Il y a quarante ans, pour se lancer dans l'écriture de fiction sans se sentir écrasée par le poids des chefs-d'œuvre littéraires qui ont constitué les lectures obligées de son enfance, Frédérique Audoin-Rouzeau, jeune archéozoologue à l’aube de sa carrière, s'essaie au "rompol", comme elle appelle le roman policier. Soucieuse de ne pas nuire par ce genre souvent jugé frivole à sa jeune carrière scientifique, elle emprunte à sa sœur jumelle, artiste peintre, la moitié de son pseudo, inspiré d'un personnage de cinéma qui les fascine toutes les deux : Maria Vargas, incarnée par Ava Gardner dans La comtesse aux pieds nus de Joseph Mankiewicz.
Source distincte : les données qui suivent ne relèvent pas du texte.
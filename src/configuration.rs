//! Link configuration and `KEY=value` text parsing.
//!
//! Deployments carry their settings as a small text blob (baked in with
//! `include_str!` or received from a provisioning channel); missing or
//! malformed keys fall back to the defaults.

use crate::addressing::IndividualAddress;
use crate::protocol::constants::{BYTE_TIMEOUT, DEFAULT_TIMEOUT};

/// Default configuration text, to be replaced per deployment.
pub const CONFIG: &str = r"
LOCAL_ADDRESS=1.1.1
RETRY_LIMIT=10
DEFAULT_TIMEOUT_MS=2000
BYTE_TIMEOUT_MS=50
";

/// Configuration of the data-link layer.
#[derive(Debug, Clone, Copy, PartialEq, Eq)]
#[cfg_attr(feature = "defmt", derive(defmt::Format))]
pub struct LinkConfig {
    /// Individual address of this node; stamped as the source of every
    /// outgoing frame and matched against incoming destinations.
    pub local_address: IndividualAddress,
    /// Bounded number of reset attempts during link initialization.
    pub retry_limit: u16,
    /// Timeout budget in timer ticks for request/response exchanges.
    pub default_timeout: u32,
    /// Per-byte receive timeout in timer ticks during frame reception.
    pub byte_timeout: u32,
}

impl Default for LinkConfig {
    fn default() -> Self {
        Self {
            local_address: IndividualAddress::from(0x1101),
            retry_limit: 10,
            default_timeout: DEFAULT_TIMEOUT,
            byte_timeout: BYTE_TIMEOUT,
        }
    }
}

impl LinkConfig {
    /// Parse a configuration from `KEY=value` lines.
    ///
    /// Unknown keys are ignored; missing or malformed values keep their
    /// defaults.
    ///
    /// # Examples
    ///
    /// ```
    /// use knx_tpuart::configuration::LinkConfig;
    ///
    /// let config = LinkConfig::parse("LOCAL_ADDRESS=1.1.5\nRETRY_LIMIT=3\n");
    /// assert_eq!(config.local_address.raw(), 0x1105);
    /// assert_eq!(config.retry_limit, 3);
    /// ```
    pub fn parse(text: &str) -> Self {
        let defaults = Self::default();

        let local_address = lookup(text, "LOCAL_ADDRESS=")
            .and_then(|v| v.parse().ok())
            .unwrap_or(defaults.local_address);

        let retry_limit = lookup(text, "RETRY_LIMIT=")
            .and_then(|v| v.parse().ok())
            .unwrap_or(defaults.retry_limit);

        let default_timeout = lookup(text, "DEFAULT_TIMEOUT_MS=")
            .and_then(|v| v.parse().ok())
            .unwrap_or(defaults.default_timeout);

        let byte_timeout = lookup(text, "BYTE_TIMEOUT_MS=")
            .and_then(|v| v.parse().ok())
            .unwrap_or(defaults.byte_timeout);

        Self {
            local_address,
            retry_limit,
            default_timeout,
            byte_timeout,
        }
    }
}

fn lookup<'a>(text: &'a str, key: &str) -> Option<&'a str> {
    text.lines()
        .map(str::trim)
        .find(|line| line.starts_with(key))
        .map(|line| &line[key.len()..])
}

#[cfg(test)]
mod tests {
    use super::*;

    #[test]
    fn test_defaults() {
        let config = LinkConfig::default();
        assert_eq!(config.local_address.raw(), 0x1101);
        assert_eq!(config.retry_limit, 10);
        assert_eq!(config.default_timeout, DEFAULT_TIMEOUT);
        assert_eq!(config.byte_timeout, BYTE_TIMEOUT);
    }

    #[test]
    fn test_parse_builtin_config() {
        let config = LinkConfig::parse(CONFIG);
        assert_eq!(config.local_address.raw(), 0x1101);
        assert_eq!(config.retry_limit, 10);
    }

    #[test]
    fn test_parse_overrides() {
        let config = LinkConfig::parse(
            "LOCAL_ADDRESS=2.3.4\nRETRY_LIMIT=5\nDEFAULT_TIMEOUT_MS=100\nBYTE_TIMEOUT_MS=7\n",
        );
        assert_eq!(config.local_address.raw(), 0x2304);
        assert_eq!(config.retry_limit, 5);
        assert_eq!(config.default_timeout, 100);
        assert_eq!(config.byte_timeout, 7);
    }

    #[test]
    fn test_parse_malformed_value_falls_back() {
        let config = LinkConfig::parse("LOCAL_ADDRESS=not-an-address\nRETRY_LIMIT=many\n");
        assert_eq!(config.local_address.raw(), 0x1101);
        assert_eq!(config.retry_limit, 10);
    }
}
Elle n'a pas prévu le succès quasi immédiat des enquêtes du commissaire Adamsberg, qui la verra abandonner prématurément la recherche scientifique pour se consacrer à son œuvre, traduite dans de nombreuses langues et éditée en France chez Viviane Hamy.
Bonne compagnie
Avec, entre autres, Frédéric Martin, qui fut son éditeur, Corinne Masiero et Josée Dayan, respectivement actrice et réalisatrice dans les adaptations télévisées de la "Collection Fred Vargas", ou encore Claudia Marquardt, qui la traduit en allemand, une promenade empreinte d'humour et de poésie dans un monde où la légèreté côtoie la profondeur, et où le plus noir des crimes suscite de foisonnantes rencontres, tant humaines qu’érudites. Par le biais des archives, on chemine aussi en la bonne compagnie de cette reine française du polar, modeste et drôle, qui préfère le calme de l'ombre à l'excès de lumière.